Supreme Court RulesCASES CITED: Barron v Attorney General (1987) 10 NSWLR 215
Andrew Batistatos by his tutor Nita Lavinia Batis v Roads & Traffic Authority of NSW & Anor [2001] NSWSC 237
Brisbane South Regional Health Authority v Taylor (1996) 186 CLR 541
Brodie v Singleton Shire Council (2001) 206 CLR 512
Carson v Legal Services Commissioner & Anor [2000] NSWCA 308
Holt v Winter (2000) 49 NSWLR 128
Jago v District Court (NSW) (1999) 168 CLR 23
Walton v Gardiner (1992-1993) 177 CLR 378PARTIES :
Andrew Batistatos by his tutor Nita Lavinia Batis - Plaintiff
Roads and Traffic Authority of NSW - First Defendant
Newcastle City Council - Second DefendantFILE NUMBER(S): SC 21022/1994 COUNSEL: GR Graham - Plaintiff
MW Robinson - First Defendant
M Joseph SC - Second DefendantSOLICITORS: TD Kelly & Co - Plaintiff
IV Knight Crown Solicitor - First Defendant
Phillips Fox - Second Defendant
IN THE SUPREME COURT
OF NEW SOUTH WALES
COMMON LAW DIVISIONHOEBEN J
Friday, 3 September, 2004
JUDGMENT21022/94 – Andrew BATISTATOS by his tutor Nita Lavinia BATIS v ROADS & TRAFFIC AUTHORITY & ANOR
1 HIS HONOUR:
- Factual background
The plaintiff was rendered a quadriplegic as a result of a motor vehicle accident which occurred on 21 August, 1965. The accident occurred in Fullerton Street, Stockton. On 21 March, 1994 the plaintiff commenced proceedings by his tutor against the Roads and Traffic Authority of NSW (RTA – first defendant) and the Newcastle City Council (the Council – second defendant).
2 The plaintiff alleged that at all material times the RTA and Council had the care control and management of Fullerton Street. He alleged that the bend in Fullerton Street, where the accident occurred, was constructed by and/or maintained and/or designed by one or other or both of the defendants.
3 The plaintiff claimed that he had at all material times been a person under a disability by reason of impairment of his mental and physical condition.
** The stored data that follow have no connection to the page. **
//! Playoff data: series, seeds and the bracket aggregate.
//!
//! The bracket is mutable-by-replacement: transition functions in
//! `crate::playoffs` take `&PlayoffBracket` and return a new snapshot, so a
//! caller can simulate, compare and commit without risking a half-updated
//! aggregate. Series mutate only by appending decided games.

use std::fmt;

use serde::{Deserialize, Serialize};
use uuid::Uuid;

use super::game::Game;
use crate::error::SimError;

#[derive(Debug, Clone, Copy, Serialize, Deserialize, PartialEq, Eq, Hash)]
pub enum Conference {
    East,
    West,
}

impl Conference {
    pub const ALL: [Conference; 2] = [Conference::East, Conference::West];
}

impl fmt::Display for Conference {
    fn fmt(&self, f: &mut fmt::Formatter) -> fmt::Result {
        match self {
            Conference::East => f.write_str("East"),
            Conference::West => f.write_str("West"),
        }
    }
}

/// Linear round progression; no cycles, no skipping.
#[derive(Debug, Clone, Copy, Serialize, Deserialize, PartialEq, Eq, Hash)]
#[serde(rename_all = "snake_case")]
pub enum PlayoffRound {
    PlayIn,
    FirstRound,
    ConferenceSemis,
    ConferenceFinals,
    Finals,
    Complete,
}

impl PlayoffRound {
    pub fn next(&self) -> Option<PlayoffRound> {
        match self {
            PlayoffRound::PlayIn => Some(PlayoffRound::FirstRound),
            PlayoffRound::FirstRound => Some(PlayoffRound::ConferenceSemis),
            PlayoffRound::ConferenceSemis => Some(PlayoffRound::ConferenceFinals),
            PlayoffRound::ConferenceFinals => Some(PlayoffRound::Finals),
            PlayoffRound::Finals => Some(PlayoffRound::Complete),
            PlayoffRound::Complete => None,
        }
    }
}

impl fmt::Display for PlayoffRound {
    fn fmt(&self, f: &mut fmt::Formatter) -> fmt::Result {
        let label = match self {
            PlayoffRound::PlayIn => "play-in",
            PlayoffRound::FirstRound => "first round",
            PlayoffRound::ConferenceSemis => "conference semifinals",
            PlayoffRound::ConferenceFinals => "conference finals",
            PlayoffRound::Finals => "finals",
            PlayoffRound::Complete => "complete",
        };
        f.write_str(label)
    }
}

/// One team's seeding entry: dense 1..=15 within its conference.
#[derive(Debug, Clone, Serialize, Deserialize, PartialEq, Eq)]
pub struct SeededTeam {
    pub team_id: Uuid,
    pub name: String,
    pub conference: Conference,
    pub seed: u8,
    pub wins: u16,
    pub losses: u16,
}

/// A best-of-7 series, or a one-game play-in framed as a minimal series.
/// The home side is the better-seeded entrant.
#[derive(Debug, Clone, Serialize, Deserialize, PartialEq, Eq)]
pub struct PlayoffSeries {
    pub id: Uuid,
    pub round: PlayoffRound,
    /// `None` only for the finals, which cross conferences.
    pub conference: Option<Conference>,
    pub home_team_id: Uuid,
    pub away_team_id: Uuid,
    pub home_wins: u8,
    pub away_wins: u8,
    pub game_ids: Vec<Uuid>,
    pub is_complete: bool,
    pub winner_id: Option<Uuid>,
}

impl PlayoffSeries {
    pub fn best_of_seven(
        round: PlayoffRound,
        conference: Option<Conference>,
        home_team_id: Uuid,
        away_team_id: Uuid,
    ) -> Self {
        Self {
            id: Uuid::new_v4(),
            round,
            conference,
            home_team_id,
            away_team_id,
            home_wins: 0,
            away_wins: 0,
            game_ids: Vec::new(),
            is_complete: false,
            winner_id: None,
        }
    }

    pub fn play_in(conference: Conference, home_team_id: Uuid, away_team_id: Uuid) -> Self {
        Self::best_of_seven(PlayoffRound::PlayIn, Some(conference), home_team_id, away_team_id)
    }

    /// 1 for play-in games, 4 everywhere else.
    pub fn wins_needed(&self) -> u8 {
        if self.round == PlayoffRound::PlayIn {
            1
        } else {
            4
        }
    }

    pub fn involves(&self, team_id: Uuid) -> bool {
        self.home_team_id == team_id || self.away_team_id == team_id
    }

    pub fn loser_id(&self) -> Option<Uuid> {
        self.winner_id.map(|w| {
            if w == self.home_team_id {
                self.away_team_id
            } else {
                self.home_team_id
            }
        })
    }

    /// Fold a decided game into the series. Completion happens the instant
    /// either counter reaches `wins_needed()`.
    pub fn record_game(&mut self, game: &Game) -> Result<(), SimError> {
        if self.is_complete {
            return Err(SimError::SeriesComplete(self.id));
        }
        if game.series_id != Some(self.id) {
            return Err(SimError::SeriesMismatch(self.id));
        }
        let winner = game.winner_id().ok_or(SimError::GameNotPlayed(game.id))?;
        if !self.involves(game.home_team_id) || !self.involves(game.away_team_id) {
            return Err(SimError::SeriesMismatch(self.id));
        }

        if winner == self.home_team_id {
            self.home_wins += 1;
        } else {
            self.away_wins += 1;
        }
        self.game_ids.push(game.id);

        let needed = self.wins_needed();
        if self.home_wins == needed {
            self.is_complete = true;
            self.winner_id = Some(self.home_team_id);
        } else if self.away_wins == needed {
            self.is_complete = true;
            self.winner_id = Some(self.away_team_id);
        }
        Ok(())
    }
}

/// The full postseason aggregate for one season.
///
/// `play_in` is generated with exactly 4 one-game series (7v8 and 9v10 per
/// conference); the two synthesized second-chance games are appended once
/// their inputs decide, growing the list to 6.
#[derive(Debug, Clone, Serialize, Deserialize, PartialEq, Eq)]
pub struct PlayoffBracket {
    pub season_id: Uuid,
    pub seeds: Vec<SeededTeam>,
    pub play_in: Vec<PlayoffSeries>,
    pub first_round: Vec<PlayoffSeries>,
    pub conference_semis: Vec<PlayoffSeries>,
    pub conference_finals: Vec<PlayoffSeries>,
    pub finals: Vec<PlayoffSeries>,
    pub current_round: PlayoffRound,
}

impl PlayoffBracket {
    /// Series list for the round `current_round` points at. Empty once the
    /// bracket is complete.
    pub fn current_series(&self) -> &[PlayoffSeries] {
        self.round_series(self.current_round)
    }

    pub fn round_series(&self, round: PlayoffRound) -> &[PlayoffSeries] {
        match round {
            PlayoffRound::PlayIn => &self.play_in,
            PlayoffRound::FirstRound => &self.first_round,
            PlayoffRound::ConferenceSemis => &self.conference_semis,
            PlayoffRound::ConferenceFinals => &self.conference_finals,
            PlayoffRound::Finals => &self.finals,
            PlayoffRound::Complete => &[],
        }
    }

    pub(crate) fn round_series_mut(&mut self, round: PlayoffRound) -> &mut Vec<PlayoffSeries> {
        match round {
            PlayoffRound::PlayIn => &mut self.play_in,
            PlayoffRound::FirstRound => &mut self.first_round,
            PlayoffRound::ConferenceSemis => &mut self.conference_semis,
            PlayoffRound::ConferenceFinals => &mut self.conference_finals,
            PlayoffRound::Finals => &mut self.finals,
            PlayoffRound::Complete => &mut self.finals,
        }
    }

    pub fn series(&self, series_id: Uuid) -> Option<&PlayoffSeries> {
        self.all_series().find(|s| s.id == series_id)
    }

    pub fn all_series(&self) -> impl Iterator<Item = &PlayoffSeries> {
        self.play_in
            .iter()
            .chain(self.first_round.iter())
            .chain(self.conference_semis.iter())
            .chain(self.conference_finals.iter())
            .chain(self.finals.iter())
    }

    pub fn seed_entry(&self, team_id: Uuid) -> Option<&SeededTeam> {
        self.seeds.iter().find(|s| s.team_id == team_id)
    }

    /// Original seed number for a team, used for reseeding between rounds.
    pub fn seed_of(&self, team_id: Uuid) -> Option<u8> {
        self.seed_entry(team_id).map(|s| s.seed)
    }

    /// The finals winner, once there is one.
    pub fn champion(&self) -> Option<Uuid> {
        self.finals.iter().find(|s| s.is_complete).and_then(|s| s.winner_id)
    }
}

#[cfg(test)]
mod tests {
    use super::*;
    use crate::models::game::GameResult;
    use std::collections::HashMap;

    fn decided_game(series: &PlayoffSeries, home_wins: bool) -> Game {
        let game = Game::playoff(series.home_team_id, series.away_team_id, series.id);
        let (h, a) = if home_wins { (100, 90) } else { (90, 100) };
        game.with_result(&GameResult {
            home_score: h,
            away_score: a,
            box_score: Default::default(),
            overtimes: 0,
            home_possessions: 96,
            away_possessions: 95,
            experience: HashMap::new(),
        })
    }

    #[test]
    fn series_completes_exactly_at_four_wins() {
        let mut series = PlayoffSeries::best_of_seven(
            PlayoffRound::FirstRound,
            Some(Conference::East),
            Uuid::new_v4(),
            Uuid::new_v4(),
        );
        for i in 0..3 {
            series.record_game(&decided_game(&series, true)).unwrap();
            assert!(!series.is_complete, "not complete after {} wins", i + 1);
            assert!(series.winner_id.is_none());
        }
        series.record_game(&decided_game(&series, false)).unwrap();
        assert!(!series.is_complete, "3-1 is not complete");
        series.record_game(&decided_game(&series, true)).unwrap();
        assert!(series.is_complete);
        assert_eq!(series.winner_id, Some(series.home_team_id));
        assert_eq!(series.game_ids.len(), 5);
    }

    #[test]
    fn completed_series_rejects_further_games() {
        let mut series =
            PlayoffSeries::play_in(Conference::West, Uuid::new_v4(), Uuid::new_v4());
        series.record_game(&decided_game(&series, true)).unwrap();
        assert!(series.is_complete, "play-in completes after one game");
        let err = series.record_game(&decided_game(&series, true)).unwrap_err();
        assert!(matches!(err, SimError::SeriesComplete(_)));
    }

    #[test]
    fn unplayed_game_is_rejected() {
        let mut series =
            PlayoffSeries::play_in(Conference::East, Uuid::new_v4(), Uuid::new_v4());
        let game = Game::playoff(series.home_team_id, series.away_team_id, series.id);
        assert!(matches!(series.record_game(&game), Err(SimError::GameNotPlayed(_))));
    }

    #[test]
    fn foreign_game_is_rejected() {
        let mut series =
            PlayoffSeries::play_in(Conference::East, Uuid::new_v4(), Uuid::new_v4());
        let other = PlayoffSeries::play_in(Conference::West, Uuid::new_v4(), Uuid::new_v4());
        let game = decided_game(&other, true);
        assert!(matches!(series.record_game(&game), Err(SimError::SeriesMismatch(_))));
    }

    #[test]
    fn round_progression_is_linear() {
        let mut round = PlayoffRound::PlayIn;
        let expected = [
            PlayoffRound::FirstRound,
            PlayoffRound::ConferenceSemis,
            PlayoffRound::ConferenceFinals,
            PlayoffRound::Finals,
            PlayoffRound::Complete,
        ];
        for next in expected {
            round = round.next().unwrap();
            assert_eq!(round, next);
        }
        assert_eq!(round.next(), None);
    }
}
4 The substance of the plaintiff’s claim against the defendants is negligence in that he was driving his motor vehicle along Fullerton Street, Stockton and “came upon an unmarked and un-posted bend in the road in the vicinity of Meredith Street” and ran off the road and into a depressed ditch and overturned. The following particulars of negligence were alleged:
(a) Constructing and/or maintaining a bend in the said road which was at a higher level of elevation to the surrounding terrain;
(b) failing to warn of the existence of the said bend at its northern approaches or at all;
(c) failing to place posts with reflectors in and at the approaches to the said bend;
(d) constructing and/or maintaining the said bend where the adjacent grass camouflaged its existence;
(e) failing to remove the said grass in the course of such construction and/or maintenance;
(f) failing properly to illuminate the said bend;
(g) failing to warn that the roadway was or had become unsafe to traverse at normal cruising speed;
(h) failing to post any or any sufficient warning of a necessity to traverse the roadway at less than normal cruising speed;
(i) failing to construct or design the roadway with adequate or proper camber, or to cause the said roadway to be so constructed or designed;
(l) causing, permitting or allowing the said roadway to come into or remain in public operation with the deficiencies hereinbefore particularised.(j) constructing and/or maintaining the roadway in such a condition that it was unsafe to traverse at normal cruising speed and/or causing permitting or allowing the roadway to be so constructed and/or maintained;
(k) failing to warn of the inadequate or defective camber of the roadway or to rectify same;
5 Particulars were requested and the following were provided:
(i) Plaintiff travelling along Fullerton Street at approximately 30 mph (45 mph speed limit) between 12 midnight and 1 am on way to catch Stockton ferry to return to the home of a couple in Newcastle where he was then living.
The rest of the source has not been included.